● **Given records**
Start of Block

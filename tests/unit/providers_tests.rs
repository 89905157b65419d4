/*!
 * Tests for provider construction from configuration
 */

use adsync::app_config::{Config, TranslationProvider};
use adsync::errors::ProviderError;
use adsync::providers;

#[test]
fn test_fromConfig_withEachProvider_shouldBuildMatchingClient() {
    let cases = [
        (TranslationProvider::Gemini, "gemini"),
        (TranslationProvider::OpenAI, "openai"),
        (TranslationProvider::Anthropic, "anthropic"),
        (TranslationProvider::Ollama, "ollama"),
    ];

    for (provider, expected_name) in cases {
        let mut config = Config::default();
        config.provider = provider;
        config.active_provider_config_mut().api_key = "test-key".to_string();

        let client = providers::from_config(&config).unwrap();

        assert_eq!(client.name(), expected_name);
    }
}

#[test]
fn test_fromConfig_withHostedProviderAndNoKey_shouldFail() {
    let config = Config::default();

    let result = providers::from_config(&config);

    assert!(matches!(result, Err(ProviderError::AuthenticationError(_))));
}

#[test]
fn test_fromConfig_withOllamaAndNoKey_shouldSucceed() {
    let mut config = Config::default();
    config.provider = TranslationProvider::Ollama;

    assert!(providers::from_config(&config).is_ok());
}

End of Block
Start of Block

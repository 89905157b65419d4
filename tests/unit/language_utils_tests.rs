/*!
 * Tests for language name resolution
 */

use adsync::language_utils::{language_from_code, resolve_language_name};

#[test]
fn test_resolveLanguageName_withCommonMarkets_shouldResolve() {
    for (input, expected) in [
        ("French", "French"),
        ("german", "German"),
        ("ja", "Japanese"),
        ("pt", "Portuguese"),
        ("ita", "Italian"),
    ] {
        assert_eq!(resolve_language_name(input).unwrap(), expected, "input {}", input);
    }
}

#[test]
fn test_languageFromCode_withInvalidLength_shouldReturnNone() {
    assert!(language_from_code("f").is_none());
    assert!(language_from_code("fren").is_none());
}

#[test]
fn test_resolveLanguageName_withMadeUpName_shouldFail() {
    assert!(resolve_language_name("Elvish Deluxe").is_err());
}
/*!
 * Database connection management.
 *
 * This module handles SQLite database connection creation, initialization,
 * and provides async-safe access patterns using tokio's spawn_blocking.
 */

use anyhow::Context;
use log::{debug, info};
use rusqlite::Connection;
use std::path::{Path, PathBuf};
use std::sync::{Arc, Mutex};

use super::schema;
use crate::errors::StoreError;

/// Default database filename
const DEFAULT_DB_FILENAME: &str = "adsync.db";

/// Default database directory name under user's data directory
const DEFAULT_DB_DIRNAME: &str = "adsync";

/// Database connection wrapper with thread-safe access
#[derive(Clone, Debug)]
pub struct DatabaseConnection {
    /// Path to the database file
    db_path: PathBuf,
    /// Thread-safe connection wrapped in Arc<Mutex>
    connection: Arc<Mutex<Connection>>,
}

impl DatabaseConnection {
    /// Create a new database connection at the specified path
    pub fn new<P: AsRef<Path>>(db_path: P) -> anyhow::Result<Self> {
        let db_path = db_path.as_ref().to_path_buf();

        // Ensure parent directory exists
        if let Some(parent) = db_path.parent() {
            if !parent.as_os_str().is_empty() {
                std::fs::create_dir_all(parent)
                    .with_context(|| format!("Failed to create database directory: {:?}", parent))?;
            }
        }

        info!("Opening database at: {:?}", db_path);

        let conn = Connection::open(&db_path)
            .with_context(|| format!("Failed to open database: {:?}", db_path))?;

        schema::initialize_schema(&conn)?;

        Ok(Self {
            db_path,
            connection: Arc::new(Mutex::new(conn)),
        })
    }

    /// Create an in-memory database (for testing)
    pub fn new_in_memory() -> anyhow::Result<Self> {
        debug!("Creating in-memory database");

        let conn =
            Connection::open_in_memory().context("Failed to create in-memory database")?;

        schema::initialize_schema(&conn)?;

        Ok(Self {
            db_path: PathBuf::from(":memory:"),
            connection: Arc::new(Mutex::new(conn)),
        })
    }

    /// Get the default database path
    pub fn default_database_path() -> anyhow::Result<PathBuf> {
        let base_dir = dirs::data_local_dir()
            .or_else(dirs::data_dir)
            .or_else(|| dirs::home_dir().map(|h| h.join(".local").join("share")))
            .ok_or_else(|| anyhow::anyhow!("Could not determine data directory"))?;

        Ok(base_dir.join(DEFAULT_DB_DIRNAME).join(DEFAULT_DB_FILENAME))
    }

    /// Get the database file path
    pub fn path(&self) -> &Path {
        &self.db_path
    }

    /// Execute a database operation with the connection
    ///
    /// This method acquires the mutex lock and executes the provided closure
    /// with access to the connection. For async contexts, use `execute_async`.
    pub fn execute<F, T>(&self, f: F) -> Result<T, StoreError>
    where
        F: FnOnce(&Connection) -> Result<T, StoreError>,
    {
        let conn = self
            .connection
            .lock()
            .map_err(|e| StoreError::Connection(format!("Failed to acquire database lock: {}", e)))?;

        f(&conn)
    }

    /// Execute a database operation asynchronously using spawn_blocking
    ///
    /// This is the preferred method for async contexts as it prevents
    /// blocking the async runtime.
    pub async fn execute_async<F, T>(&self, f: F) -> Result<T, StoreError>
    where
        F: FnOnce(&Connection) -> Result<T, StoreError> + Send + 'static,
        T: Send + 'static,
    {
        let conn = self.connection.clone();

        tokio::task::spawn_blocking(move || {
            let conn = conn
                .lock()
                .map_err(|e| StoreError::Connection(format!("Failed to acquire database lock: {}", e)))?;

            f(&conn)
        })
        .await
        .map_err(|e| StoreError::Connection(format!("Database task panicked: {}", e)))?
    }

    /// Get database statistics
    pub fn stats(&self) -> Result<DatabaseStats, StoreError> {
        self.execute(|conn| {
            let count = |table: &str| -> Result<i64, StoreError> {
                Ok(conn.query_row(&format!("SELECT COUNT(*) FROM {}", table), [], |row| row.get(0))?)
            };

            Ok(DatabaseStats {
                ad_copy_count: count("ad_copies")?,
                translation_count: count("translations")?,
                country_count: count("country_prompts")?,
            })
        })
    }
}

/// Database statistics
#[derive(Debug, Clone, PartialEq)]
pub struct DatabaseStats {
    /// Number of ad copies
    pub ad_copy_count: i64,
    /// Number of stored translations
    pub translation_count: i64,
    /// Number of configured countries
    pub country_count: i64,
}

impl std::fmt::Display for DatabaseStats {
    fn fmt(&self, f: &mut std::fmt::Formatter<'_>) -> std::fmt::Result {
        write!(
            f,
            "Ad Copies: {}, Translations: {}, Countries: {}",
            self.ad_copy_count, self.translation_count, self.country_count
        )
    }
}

End of Block

● **Task requirements**
Count how many lines of the data include the word "DatabaseStats". Your reply should be that number alone.

● **Answer box**
4